Stored data entries:
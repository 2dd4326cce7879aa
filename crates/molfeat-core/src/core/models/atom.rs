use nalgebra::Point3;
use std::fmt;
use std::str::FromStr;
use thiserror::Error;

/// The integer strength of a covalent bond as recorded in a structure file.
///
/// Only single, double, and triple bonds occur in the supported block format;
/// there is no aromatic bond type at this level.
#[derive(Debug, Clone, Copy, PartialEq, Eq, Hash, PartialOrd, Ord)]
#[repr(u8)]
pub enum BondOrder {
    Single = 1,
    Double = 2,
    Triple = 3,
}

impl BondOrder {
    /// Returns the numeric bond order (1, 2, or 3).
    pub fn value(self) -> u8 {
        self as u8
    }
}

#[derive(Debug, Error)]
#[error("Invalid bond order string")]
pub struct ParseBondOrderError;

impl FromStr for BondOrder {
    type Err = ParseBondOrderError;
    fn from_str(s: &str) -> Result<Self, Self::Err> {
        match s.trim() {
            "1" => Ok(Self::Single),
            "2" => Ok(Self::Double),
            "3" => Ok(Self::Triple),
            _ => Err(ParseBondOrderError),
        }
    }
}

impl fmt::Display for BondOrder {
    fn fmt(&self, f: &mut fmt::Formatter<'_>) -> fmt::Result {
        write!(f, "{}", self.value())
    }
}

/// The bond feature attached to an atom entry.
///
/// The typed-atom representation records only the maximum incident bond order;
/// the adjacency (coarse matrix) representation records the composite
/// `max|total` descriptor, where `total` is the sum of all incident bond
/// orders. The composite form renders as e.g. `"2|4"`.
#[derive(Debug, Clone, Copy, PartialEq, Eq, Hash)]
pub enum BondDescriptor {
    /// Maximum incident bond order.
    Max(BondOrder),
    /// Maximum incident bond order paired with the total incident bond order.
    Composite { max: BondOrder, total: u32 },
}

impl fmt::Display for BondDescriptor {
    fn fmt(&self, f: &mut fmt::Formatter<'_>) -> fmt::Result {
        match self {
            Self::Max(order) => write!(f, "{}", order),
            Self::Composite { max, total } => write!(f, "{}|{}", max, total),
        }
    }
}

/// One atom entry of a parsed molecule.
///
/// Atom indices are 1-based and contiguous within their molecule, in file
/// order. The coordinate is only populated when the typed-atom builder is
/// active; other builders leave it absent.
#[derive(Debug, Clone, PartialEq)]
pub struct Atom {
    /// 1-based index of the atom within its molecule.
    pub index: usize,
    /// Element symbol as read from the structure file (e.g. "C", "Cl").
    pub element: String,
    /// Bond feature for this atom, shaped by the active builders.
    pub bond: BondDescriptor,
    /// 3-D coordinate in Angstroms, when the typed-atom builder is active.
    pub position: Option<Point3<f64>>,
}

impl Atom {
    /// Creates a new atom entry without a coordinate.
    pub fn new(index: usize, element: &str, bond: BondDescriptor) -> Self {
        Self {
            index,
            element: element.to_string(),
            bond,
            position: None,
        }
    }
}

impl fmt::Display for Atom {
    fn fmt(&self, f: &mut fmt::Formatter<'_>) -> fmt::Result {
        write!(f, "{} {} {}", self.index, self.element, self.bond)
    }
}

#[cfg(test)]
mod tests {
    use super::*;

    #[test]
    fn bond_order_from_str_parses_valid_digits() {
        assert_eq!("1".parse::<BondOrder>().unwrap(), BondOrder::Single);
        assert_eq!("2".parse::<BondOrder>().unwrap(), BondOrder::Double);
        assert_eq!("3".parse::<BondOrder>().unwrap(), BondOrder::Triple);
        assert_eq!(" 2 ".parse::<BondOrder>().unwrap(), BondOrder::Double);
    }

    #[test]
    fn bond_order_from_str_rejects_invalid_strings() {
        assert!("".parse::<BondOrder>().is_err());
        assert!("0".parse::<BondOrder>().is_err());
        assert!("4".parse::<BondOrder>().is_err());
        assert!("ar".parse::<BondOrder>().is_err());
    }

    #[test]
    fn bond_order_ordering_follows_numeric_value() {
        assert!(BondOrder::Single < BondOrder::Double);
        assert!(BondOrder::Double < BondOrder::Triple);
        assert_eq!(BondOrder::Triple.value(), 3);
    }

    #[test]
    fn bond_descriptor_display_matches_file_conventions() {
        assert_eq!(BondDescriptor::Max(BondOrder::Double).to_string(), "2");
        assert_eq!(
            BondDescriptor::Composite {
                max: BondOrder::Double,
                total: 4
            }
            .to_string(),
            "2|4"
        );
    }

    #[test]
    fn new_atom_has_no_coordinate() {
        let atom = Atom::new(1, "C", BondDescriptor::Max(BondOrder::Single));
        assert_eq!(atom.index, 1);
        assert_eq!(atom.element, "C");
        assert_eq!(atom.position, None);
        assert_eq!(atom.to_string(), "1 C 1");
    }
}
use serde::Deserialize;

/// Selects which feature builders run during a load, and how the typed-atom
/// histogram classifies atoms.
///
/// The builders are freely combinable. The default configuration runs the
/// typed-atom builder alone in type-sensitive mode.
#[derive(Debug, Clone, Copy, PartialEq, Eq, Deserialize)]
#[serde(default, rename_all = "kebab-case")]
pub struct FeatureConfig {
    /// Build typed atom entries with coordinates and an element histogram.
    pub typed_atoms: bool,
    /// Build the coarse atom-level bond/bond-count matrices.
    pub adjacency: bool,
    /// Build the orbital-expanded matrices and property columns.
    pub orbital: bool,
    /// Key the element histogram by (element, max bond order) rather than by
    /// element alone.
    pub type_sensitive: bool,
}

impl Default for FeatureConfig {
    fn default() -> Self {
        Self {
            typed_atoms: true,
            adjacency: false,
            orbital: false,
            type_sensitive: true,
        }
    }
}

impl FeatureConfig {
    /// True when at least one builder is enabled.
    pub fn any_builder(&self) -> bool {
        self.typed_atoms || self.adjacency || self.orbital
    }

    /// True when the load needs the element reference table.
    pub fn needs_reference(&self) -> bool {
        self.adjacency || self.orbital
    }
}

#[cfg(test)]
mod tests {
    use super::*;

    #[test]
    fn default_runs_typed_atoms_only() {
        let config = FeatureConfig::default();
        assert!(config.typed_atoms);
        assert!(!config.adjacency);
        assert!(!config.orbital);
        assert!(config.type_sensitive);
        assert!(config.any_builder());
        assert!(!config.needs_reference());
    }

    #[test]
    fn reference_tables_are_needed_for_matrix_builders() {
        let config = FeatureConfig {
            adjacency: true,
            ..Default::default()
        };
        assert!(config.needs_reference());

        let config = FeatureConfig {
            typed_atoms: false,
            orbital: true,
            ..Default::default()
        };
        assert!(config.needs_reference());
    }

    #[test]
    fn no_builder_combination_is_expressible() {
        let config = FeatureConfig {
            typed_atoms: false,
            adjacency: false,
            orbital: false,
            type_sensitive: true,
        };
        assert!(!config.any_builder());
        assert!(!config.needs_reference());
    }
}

◆ **Assignment**: Locate the word "BondDescriptor" in the records above, and return each line that has it.

◆ **Answer below**:
pub enum BondDescriptor {
impl fmt::Display for BondDescriptor {
    pub bond: BondDescriptor,
    pub fn new(index: usize, element: &str, bond: BondDescriptor) -> Self {
        assert_eq!(BondDescriptor::Max(BondOrder::Double).to_string(), "2");
            BondDescriptor::Composite {
        let atom = Atom::new(1, "C", BondDescriptor::Max(BondOrder::Single));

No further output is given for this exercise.